* _ACTIVITY_
Across the entries below, how many lines contain the string "work"? Give only the count.

* _MATERIAL SHOWN_
#[tokio::test]
async fn test_deleting_selected_folder_starts_new_conversation() {
    let root = conversation_root();
    let inside = conversation(&root.child("work"), "plan", 1);
    let outside = conversation(&root, "notes", 1);
    let setup = Setup {
        conversations: InMemoryEntityRepository::with_entities([
            inside.clone(),
            outside.clone(),
        ]),
        local_settings: restoring(vec![inside.id.clone()]),
        ..Setup::default()
    };
    let harness = start(MockServer::start().await, setup).await;

    wait_for(&harness.controller, |s| {
        (s.conversations.selected_ids == vec![inside.id.clone()]).then_some(())
    })
    .await;
    harness.controller.dispatch(ConversationAction::DeleteFolder {
        id: root.child("work"),
    });

    let fresh = wait_for(&harness.controller, |s| {
        let id = s.conversations.selected_ids.first()?;
        id.is_local().then(|| id.clone())
    })
    .await;
    assert_eq!(fresh.name(), "Conversation");

    wait_until(|| (!harness.conversations.contains(&inside.id)).then_some(())).await;
    assert!(harness.conversations.contains(&outside.id));
    harness.controller.read(|s| {
        assert!(s.conversations.conversation(&inside.id).is_none());
        assert!(s.conversations.folder(&root.child("work")).is_none());
    });
}

#[tokio::test]
async fn test_bulk_delete_removes_all_and_reports_failures() {
    let root = conversation_root();
    let a = conversation(&root, "a", 0);
    let b = conversation(&root, "b", 0);
    let repository =
        InMemoryEntityRepository::with_entities([a.clone(), b.clone()]);
    repository.fail_on(b.id.clone());
    let setup = Setup {
        conversations: repository,
        ..Setup::default()
    };
    let harness = start(MockServer::start().await, setup).await;
    let mut events = harness.controller.subscribe();

    wait_for(&harness.controller, |s| {
        (s.conversations.conversations.len() == 3).then_some(())
    })
    .await;
    harness.controller.dispatch(ConversationAction::DeleteConversations {
        ids: vec![a.id.clone(), b.id.clone()],
        suppress_notice: false,
    });

    expect_notification(&mut events, "An error occurred while deleting conversations: b").await;
    wait_for(&harness.controller, |s| {
        (s.conversations.conversation(&a.id).is_none() && s.conversations.conversation(&b.id).is_none())
            .then_some(())
    })
    .await;
    assert!(!harness.conversations.contains(&a.id));
    assert!(harness.conversations.contains(&b.id));
}
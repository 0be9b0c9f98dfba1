use serde::{Deserialize, Serialize};
use tracing::{debug, info};

use super::api_client::ApiClient;
use super::error::ApiResult;
use crate::publications::models::{Publication, PublicationRequest};

#[derive(Debug, Serialize)]
struct UrlRequest<'a> {
    url: &'a str,
}

#[derive(Debug, Serialize)]
struct RejectRequest<'a> {
    url: &'a str,
    #[serde(skip_serializing_if = "Option::is_none")]
    comment: Option<&'a str>,
}

#[derive(Debug, Deserialize)]
struct PublicationList {
    #[serde(default)]
    publications: Vec<Publication>,
}

/// Publication requests: create, list, inspect and the admin approve/reject.
#[derive(Clone)]
pub struct PublicationService {
    api: ApiClient,
}

impl PublicationService {
    pub fn new(api: ApiClient) -> Self {
        Self { api }
    }

    pub async fn create(&self, request: &PublicationRequest) -> ApiResult<Publication> {
        info!(
            name = %request.name,
            resources = request.resources.len(),
            "Creating publication request"
        );
        self.api.post_json("ops/publication/create", request).await
    }

    /// Requests visible from `folder_url` (own requests or the admin's queue).
    pub async fn list(&self, folder_url: &str) -> ApiResult<Vec<Publication>> {
        let list: PublicationList = self
            .api
            .post_json("ops/publication/list", &UrlRequest { url: folder_url })
            .await?;
        debug!(count = list.publications.len(), "Fetched publications");
        Ok(list.publications)
    }

    pub async fn get(&self, url: &str) -> ApiResult<Publication> {
        self.api
            .post_json("ops/publication/get", &UrlRequest { url })
            .await
    }

    pub async fn approve(&self, url: &str) -> ApiResult<()> {
        info!(publication = %url, "Approving publication");
        self.api
            .post("ops/publication/approve", &UrlRequest { url })
            .await
    }

    pub async fn reject(&self, url: &str, comment: Option<&str>) -> ApiResult<()> {
        info!(publication = %url, "Rejecting publication");
        self.api
            .post("ops/publication/reject", &RejectRequest { url, comment })
            .await
    }
}
pub mod publication_controller;
pub mod share_controller;

pub use publication_controller::handle as handle_publication;
pub use share_controller::handle as handle_share;
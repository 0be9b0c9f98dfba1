pub mod prompt;
pub mod prompts_store;

pub use prompt::{Prompt, PromptPatch};
pub use prompts_store::PromptsState;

* _YOUR SOLUTION_
3